> INFORMATION
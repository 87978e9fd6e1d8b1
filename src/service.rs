//! Ledger Service
//!
//! TigerStyle: One explicitly constructed owner for the ledger.
//!
//! The service holds the ledger, the currently open site and the persistence
//! wiring. It is driven from a single context (the host's event callback):
//! `observe` and `reset` take `&mut self`, so no internal locking is needed.
//!
//! Lifecycle:
//! 1. `LedgerService::new(config)`
//! 2. `init(store, identity)` loads the saved ledger (blocking) and starts the
//!    background writer. Call from inside a Tokio runtime.
//! 3. `open_site` / `observe` / `check_withdraw` as host events arrive
//! 4. `shutdown().await` saves, drains the writer and clears state

use crate::admission::{AdmissionControl, Decision, WithdrawKind};
use crate::config::LedgerConfig;
use crate::display::{self, ItemLocationInfo};
use crate::ledger::{ItemId, Ledger, Quantity};
use crate::reconcile::{self, ObservedTotals, Reconciliation};
use crate::site::{RegionId, RegionTable, Site, SiteResolver, WorldPoint};
use crate::store::{self, BalanceStore};
use crate::writer::PersistWriter;
use chrono::{DateTime, Utc};
use std::collections::BTreeMap;
use std::sync::Arc;

struct Persistence {
    writer: PersistWriter,
}

/// Owner of the ledger and its lifecycle.
pub struct LedgerService {
    config: LedgerConfig,
    admission: AdmissionControl,
    resolver: Box<dyn SiteResolver + Send + Sync>,
    ledger: Ledger,
    current_site: Option<Site>,
    identity: String,
    persistence: Option<Persistence>,
    active_info: Option<ItemLocationInfo>,
}

impl LedgerService {
    /// Service with the built-in region table.
    pub fn new(config: LedgerConfig) -> Self {
        Self::with_resolver(config, RegionTable)
    }

    pub fn with_resolver<R>(config: LedgerConfig, resolver: R) -> Self
    where
        R: SiteResolver + Send + Sync + 'static,
    {
        Self {
            admission: AdmissionControl::new(&config),
            config,
            resolver: Box::new(resolver),
            ledger: Ledger::new(),
            current_site: None,
            identity: store::IDENTITY_FALLBACK.to_string(),
            persistence: None,
            active_info: None,
        }
    }

    pub fn config(&self) -> &LedgerConfig {
        &self.config
    }

    pub fn identity(&self) -> &str {
        &self.identity
    }

    // -------------------------------------------------------------------------
    // Lifecycle
    // -------------------------------------------------------------------------

    /// Load the saved ledger for `identity` and start the writer.
    ///
    /// Without a store the ledger stays empty and in memory only.
    pub fn init(&mut self, store: Option<Arc<dyn BalanceStore>>, identity: &str) {
        self.identity = identity.to_string();

        let Some(store) = store else {
            tracing::warn!(identity, "Ledger persistence not wired, skipping load");
            return;
        };

        self.ledger = store.load(identity).unwrap_or_default();
        tracing::info!(identity, items = self.ledger.len(), "Ledger initialised");

        match tokio::runtime::Handle::try_current() {
            Ok(_) => {
                self.persistence = Some(Persistence {
                    writer: PersistWriter::spawn(store),
                });
            }
            Err(e) => {
                tracing::warn!(error = %e, "No Tokio runtime, ledger changes will not be saved");
            }
        }
    }

    /// Save, wait for pending writes, then clear in-memory state.
    pub async fn shutdown(&mut self) {
        self.persist();
        if let Some(persistence) = self.persistence.take() {
            persistence.writer.close().await;
        }

        self.ledger = Ledger::new();
        self.current_site = None;
        self.active_info = None;
        tracing::info!(identity = %self.identity, "Ledger service stopped");
    }

    // -------------------------------------------------------------------------
    // Site
    // -------------------------------------------------------------------------

    /// The bank UI opened with the player at `position`.
    pub fn open_site(&mut self, position: Option<WorldPoint>) -> Site {
        let site = self.resolver.resolve_point(position);
        tracing::info!(
            %site,
            region = ?position.map(|p| p.region_id().0),
            "Bank opened"
        );
        self.current_site = Some(site);
        site
    }

    /// Same as [`open_site`](Self::open_site) but from a region key.
    pub fn open_region(&mut self, region: Option<RegionId>) -> Site {
        let site = self.resolver.resolve(region);
        tracing::info!(%site, region = ?region.map(|r| r.0), "Bank opened");
        self.current_site = Some(site);
        site
    }

    pub fn current_site(&self) -> Option<Site> {
        self.current_site
    }

    /// A site is set and it is not `Unknown`.
    pub fn has_known_site(&self) -> bool {
        self.current_site.is_some_and(|site| site.is_known())
    }

    // -------------------------------------------------------------------------
    // Reconciliation
    // -------------------------------------------------------------------------

    /// Fold a fresh bank snapshot into the ledger, saving if anything changed.
    pub fn observe(&mut self, observed: &ObservedTotals) -> Reconciliation {
        if !self.config.enable_local_banks {
            return Reconciliation::default();
        }

        let outcome = reconcile::reconcile(&mut self.ledger, self.current_site, observed);
        if !outcome.is_empty() {
            tracing::debug!(
                site = ?outcome.site,
                changed = outcome.changes.len(),
                "Ledger reconciled"
            );
            self.persist();
        }
        outcome
    }

    /// Wipe every balance and save the empty ledger.
    pub fn reset(&mut self) {
        self.ledger.reset();
        self.active_info = None;
        self.persist();
    }

    fn persist(&self) {
        match &self.persistence {
            Some(persistence) => persistence.writer.submit(&self.identity, self.ledger.snapshot()),
            None => tracing::warn!(identity = %self.identity, "Ledger persistence not wired, skipping save"),
        }
    }

    // -------------------------------------------------------------------------
    // Reads
    // -------------------------------------------------------------------------

    pub fn ledger(&self) -> &Ledger {
        &self.ledger
    }

    /// Quantity at the open site
    pub fn local_quantity(&self, item: ItemId) -> Quantity {
        self.ledger.local_quantity(item, self.current_site)
    }

    pub fn global_quantity(&self, item: ItemId) -> Quantity {
        self.ledger.global_quantity(item)
    }

    pub fn per_site(&self, item: ItemId) -> Option<BTreeMap<Site, Quantity>> {
        self.ledger.per_site(item)
    }

    /// `local/global` text for a bank slot, if the overlay is enabled.
    pub fn overlay_label(&self, item: ItemId) -> Option<String> {
        if !self.config.enable_local_banks || !self.config.show_local_global {
            return None;
        }
        display::overlay_label(self.local_quantity(item), self.global_quantity(item))
    }

    // -------------------------------------------------------------------------
    // Admission
    // -------------------------------------------------------------------------

    /// Check a bank menu option such as `Withdraw-10` for `item`.
    pub fn check_withdraw(&self, item: ItemId, option: &str) -> Decision {
        self.check(item, &WithdrawKind::parse(option))
    }

    pub fn check(&self, item: ItemId, kind: &WithdrawKind) -> Decision {
        self.admission
            .check(&self.ledger, self.current_site, item, kind)
    }

    // -------------------------------------------------------------------------
    // Item locations
    // -------------------------------------------------------------------------

    /// Build and remember the location breakdown for `item`.
    pub fn show_item_locations(
        &mut self,
        item: ItemId,
        name: &str,
        now: DateTime<Utc>,
    ) -> Option<&ItemLocationInfo> {
        self.active_info = self
            .ledger
            .per_site(item)
            .and_then(|per_site| ItemLocationInfo::new(item, name.to_string(), per_site, now));
        self.active_info.as_ref()
    }

    /// The remembered breakdown, dropped once it has expired.
    pub fn active_item_info(&mut self, now: DateTime<Utc>) -> Option<&ItemLocationInfo> {
        if self.active_info.as_ref().is_some_and(|info| info.is_expired(now)) {
            self.active_info = None;
        }
        self.active_info.as_ref()
    }
}

// =============================================================================
// Tests
// =============================================================================
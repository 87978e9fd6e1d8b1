//! Stowage - Location-Aware Bank Ledger
//!
//! Tracks how much of each item is stored at each bank site when the host
//! only ever shows the combined contents of all banks.
//!
//! Features:
//! - Per-site balances rebuilt from aggregate snapshots
//! - Withdraw admission control against the open site's balance
//! - Obfuscated per-identity ledger files, saved in the background
//!
//! # Architecture
//!
//! ```text
//! ┌──────────────┐   site    ┌──────────────────────────────┐
//! │ SiteResolver │ ────────▶ │         LedgerService        │
//! └──────────────┘           │  ┌────────┐   ┌───────────┐  │
//!   snapshot  ─────────────▶ │  │reconcile│─▶│  Ledger   │  │
//!   withdraw  ─────────────▶ │  └────────┘   └───────────┘  │
//!                            │  AdmissionControl ◀──┘       │
//!                            └──────────────┬───────────────┘
//!                                           │ snapshot
//!                                   ┌───────▼───────┐
//!                                   │ PersistWriter │──▶ BalanceStore
//!                                   └───────────────┘
//! ```
//!
//! The per-site split is an estimate. Changes made while no bank is open
//! are attributed to whichever bank is open next.

pub mod admission;
pub mod codec;
pub mod config;
pub mod display;
pub mod ledger;
pub mod reconcile;
pub mod service;
pub mod site;
pub mod store;
pub mod writer;

pub use admission::{AdmissionControl, Decision, DenialReason, WithdrawKind};
pub use config::LedgerConfig;
pub use ledger::{ItemId, Ledger, LedgerSnapshot, Quantity};
pub use reconcile::{reconcile, ItemChange, ObservedTotals, Reconciliation};
pub use service::LedgerService;
pub use site::{RegionId, RegionTable, Site, SiteResolver, WorldPoint};
pub use store::{BalanceStore, LedgerStore, MemoryStore, StoreError};

/// Application name
pub const APP_NAME: &str = "stowage";

/// Application version
pub const APP_VERSION: &str = env!("CARGO_PKG_VERSION");
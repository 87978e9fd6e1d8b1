//! Location-Aware Ledger
//!
//! TigerStyle: Exclusive ownership of `item -> (site -> quantity)`.
//!
//! Invariants:
//! - Every stored quantity is >= 1. An entry that reaches zero is removed.
//! - No item is kept with an empty per-site map.
//!
//! Reads are public and return copies. Writes are crate-private and only
//! reachable through reconciliation and [`Ledger::reset`].

use crate::site::Site;
use std::collections::{BTreeMap, HashMap};

/// Item identifier as reported by the host.
pub type ItemId = u32;

/// Stack size.
pub type Quantity = u32;

/// Raw nested balances, as persisted.
pub type Balances = HashMap<ItemId, HashMap<Site, Quantity>>;

// =============================================================================
// Ledger
// =============================================================================

/// Per-site item quantities.
#[derive(Debug, Clone, Default, PartialEq, Eq)]
pub struct Ledger {
    balances: Balances,
}

impl Ledger {
    /// Create an empty ledger
    pub fn new() -> Self {
        Self::default()
    }

    /// Build a ledger from raw balances, dropping zero entries and empty items.
    pub fn from_balances(raw: Balances) -> Self {
        let mut dropped = 0usize;
        let balances: Balances = raw
            .into_iter()
            .filter_map(|(item, per_site)| {
                let before = per_site.len();
                let kept: HashMap<Site, Quantity> =
                    per_site.into_iter().filter(|(_, qty)| *qty > 0).collect();
                dropped += before - kept.len();
                (!kept.is_empty()).then_some((item, kept))
            })
            .collect();

        if dropped > 0 {
            tracing::warn!(dropped, "Dropped zero-quantity ledger entries");
        }

        Self { balances }
    }

    /// Quantity of `item` held at `site`. Absent site or entry reads as 0.
    pub fn local_quantity(&self, item: ItemId, site: Option<Site>) -> Quantity {
        let Some(site) = site else {
            return 0;
        };

        self.balances
            .get(&item)
            .and_then(|per_site| per_site.get(&site))
            .copied()
            .unwrap_or(0)
    }

    /// Quantity of `item` across every site.
    pub fn global_quantity(&self, item: ItemId) -> Quantity {
        self.balances
            .get(&item)
            .map(|per_site| {
                per_site
                    .values()
                    .fold(0u32, |total, qty| total.saturating_add(*qty))
            })
            .unwrap_or(0)
    }

    /// Site breakdown for `item`, or `None` if nothing is known.
    pub fn per_site(&self, item: ItemId) -> Option<BTreeMap<Site, Quantity>> {
        self.balances
            .get(&item)
            .map(|per_site| per_site.iter().map(|(site, qty)| (*site, *qty)).collect())
    }

    /// Tracked item ids, ascending
    pub fn items(&self) -> Vec<ItemId> {
        let mut items: Vec<ItemId> = self.balances.keys().copied().collect();
        items.sort_unstable();
        items
    }

    /// Number of tracked items
    pub fn len(&self) -> usize {
        self.balances.len()
    }

    pub fn is_empty(&self) -> bool {
        self.balances.is_empty()
    }

    /// Immutable copy for handing to a writer.
    pub fn snapshot(&self) -> LedgerSnapshot {
        LedgerSnapshot {
            balances: self.balances.clone(),
        }
    }

    /// Wipe every balance. Irreversible.
    pub fn reset(&mut self) {
        tracing::warn!(items = self.balances.len(), "Resetting all ledger balances");
        self.balances.clear();
    }

    // -------------------------------------------------------------------------
    // Crate-private mutation
    // -------------------------------------------------------------------------

    /// Store `qty` at `(item, site)`, removing the entry when zero.
    pub(crate) fn set_local(&mut self, item: ItemId, site: Site, qty: Quantity) {
        if qty == 0 {
            if let Some(per_site) = self.balances.get_mut(&item) {
                per_site.remove(&site);
            }
        } else {
            self.balances.entry(item).or_default().insert(site, qty);
        }
    }

    /// Drop `item` if its map is empty, or unconditionally when `force`.
    pub(crate) fn prune_item(&mut self, item: ItemId, force: bool) {
        let empty = self
            .balances
            .get(&item)
            .map(HashMap::is_empty)
            .unwrap_or(false);

        if force || empty {
            self.balances.remove(&item);
        }
    }

    pub(crate) fn item_ids(&self) -> impl Iterator<Item = ItemId> + '_ {
        self.balances.keys().copied()
    }
}

// =============================================================================
// Snapshot
// =============================================================================

/// Owned, immutable copy of the ledger at one point in time.
#[derive(Debug, Clone, Default, PartialEq, Eq)]
pub struct LedgerSnapshot {
    balances: Balances,
}

impl LedgerSnapshot {
    pub fn balances(&self) -> &Balances {
        &self.balances
    }

    pub fn into_ledger(self) -> Ledger {
        Ledger {
            balances: self.balances,
        }
    }

    pub fn len(&self) -> usize {
        self.balances.len()
    }

    pub fn is_empty(&self) -> bool {
        self.balances.is_empty()
    }
}

// =============================================================================
// Tests
// =============================================================================
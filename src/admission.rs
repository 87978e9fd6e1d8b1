//! Withdrawal Admission Control
//!
//! TigerStyle: Gate withdraw requests on the ledger's view of the open site.
//!
//! Decision rules:
//! 1. Nothing of the item at this site: deny every withdraw kind.
//! 2. An explicit count larger than the local stack: deny.
//! 3. "All", "All-but-1" and "X" can pull the entire stack, so they are only
//!    allowed at the site that holds all of it.
//! 4. A withdraw with an amount we can't read passes once there is local
//!    stock. Anything that is not a withdraw passes through.

use crate::config::LedgerConfig;
use crate::ledger::{ItemId, Ledger, Quantity};
use crate::site::Site;

// =============================================================================
// TigerStyle Constants
// =============================================================================

/// Menu option prefix for bank withdrawals
pub const WITHDRAW_PREFIX: &str = "Withdraw-";

/// Option label that opens the amount prompt
pub const PROMPT_OPTION: &str = "Withdraw-X";

// =============================================================================
// Types
// =============================================================================

/// What a withdraw-style request asks for.
#[derive(Debug, Clone, PartialEq, Eq)]
pub enum WithdrawKind {
    /// An explicit amount
    Count(u64),
    /// Whole stack
    All,
    /// Whole stack minus one
    AllButOne,
    /// Opens an amount prompt, which may ask for the whole stack
    PromptForAmount,
    /// A withdraw whose amount could not be read (`Withdraw-0`, `Withdraw-1x0`)
    Unrecognized(String),
    /// Not a withdraw (examine, tags, ...)
    Other(String),
}

impl WithdrawKind {
    /// Parse a host menu option label such as `Withdraw-1,000` or `Withdraw-All`.
    ///
    /// Numbers may carry thousands separators. A malformed number falls
    /// through to the keyword cases and ends up as
    /// [`WithdrawKind::Unrecognized`].
    pub fn parse(option: &str) -> Self {
        let Some(suffix) = option.strip_prefix(WITHDRAW_PREFIX) else {
            return Self::Other(option.to_string());
        };

        if let Ok(count) = suffix.replace(',', "").parse::<u64>() {
            if count > 0 {
                return Self::Count(count);
            }
        }

        match suffix {
            "All" => Self::All,
            "All-but-1" => Self::AllButOne,
            "X" => Self::PromptForAmount,
            _ => Self::Unrecognized(option.to_string()),
        }
    }

    /// True for the keywords that can remove the whole stack.
    pub fn is_unbounded(&self) -> bool {
        matches!(self, Self::All | Self::AllButOne | Self::PromptForAmount)
    }

    /// Label used in denial messages
    pub fn label(&self) -> String {
        match self {
            Self::Count(n) => format!("{}{}", WITHDRAW_PREFIX, n),
            Self::All => format!("{}All", WITHDRAW_PREFIX),
            Self::AllButOne => format!("{}All-but-1", WITHDRAW_PREFIX),
            Self::PromptForAmount => PROMPT_OPTION.to_string(),
            Self::Unrecognized(label) | Self::Other(label) => label.clone(),
        }
    }
}

/// Why a withdraw was refused. `Display` is the user-facing message.
#[derive(Debug, Clone, PartialEq, Eq, thiserror::Error)]
pub enum DenialReason {
    #[error("You don't have any of this item in this bank.")]
    NoLocalStock,

    #[error("You only have {available} of this item in this bank.")]
    InsufficientLocalStock { available: Quantity },

    #[error("'{option}' is only available at the bank that holds this stack.")]
    NotFullStackSite { option: String },
}

/// Outcome of an admission check.
#[derive(Debug, Clone, PartialEq, Eq)]
pub enum Decision {
    Allow,
    Deny(DenialReason),
}

impl Decision {
    pub fn is_allowed(&self) -> bool {
        matches!(self, Self::Allow)
    }

    /// Message to show the user, if denied
    pub fn message(&self) -> Option<String> {
        match self {
            Self::Allow => None,
            Self::Deny(reason) => Some(reason.to_string()),
        }
    }
}

// =============================================================================
// Admission Control
// =============================================================================

/// Checks withdraw requests against a ledger.
#[derive(Debug, Clone, Copy)]
pub struct AdmissionControl {
    enforce: bool,
}

impl AdmissionControl {
    /// Enforcement is off when local banks are disabled or in debug mode.
    pub fn new(config: &LedgerConfig) -> Self {
        Self {
            enforce: config.enable_local_banks && !config.debug_mode,
        }
    }

    /// Always enforcing, regardless of configuration
    pub fn enforcing() -> Self {
        Self { enforce: true }
    }

    pub fn is_enforcing(&self) -> bool {
        self.enforce
    }

    /// Decide whether `kind` may be withdrawn for `item` at `site`.
    pub fn check(
        &self,
        ledger: &Ledger,
        site: Option<Site>,
        item: ItemId,
        kind: &WithdrawKind,
    ) -> Decision {
        if !self.enforce {
            return Decision::Allow;
        }
        if let WithdrawKind::Other(_) = kind {
            return Decision::Allow;
        }

        let local = ledger.local_quantity(item, site);
        let global = ledger.global_quantity(item);

        let decision = if local == 0 {
            Decision::Deny(DenialReason::NoLocalStock)
        } else {
            match kind {
                WithdrawKind::Count(requested) if *requested > u64::from(local) => {
                    Decision::Deny(DenialReason::InsufficientLocalStock { available: local })
                }
                unbounded if unbounded.is_unbounded() && global > local => {
                    Decision::Deny(DenialReason::NotFullStackSite {
                        option: unbounded.label(),
                    })
                }
                _ => Decision::Allow,
            }
        };

        if let Decision::Deny(reason) = &decision {
            tracing::info!(
                item,
                site = ?site,
                local,
                global,
                request = ?kind,
                %reason,
                "Withdraw denied"
            );
        }

        decision
    }
}

/// Bank menu entries removed before the menu is shown.
pub fn is_suppressed_option(option: &str) -> bool {
    option == PROMPT_OPTION
}

// =============================================================================
// Tests
// =============================================================================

> EXERCISE INSTRUCTIONS
In the entries above, find each line with "requests" and list it.

> EXERCISE ANSWER
//! TigerStyle: Gate withdraw requests on the ledger's view of the open site.
/// Checks withdraw requests against a ledger.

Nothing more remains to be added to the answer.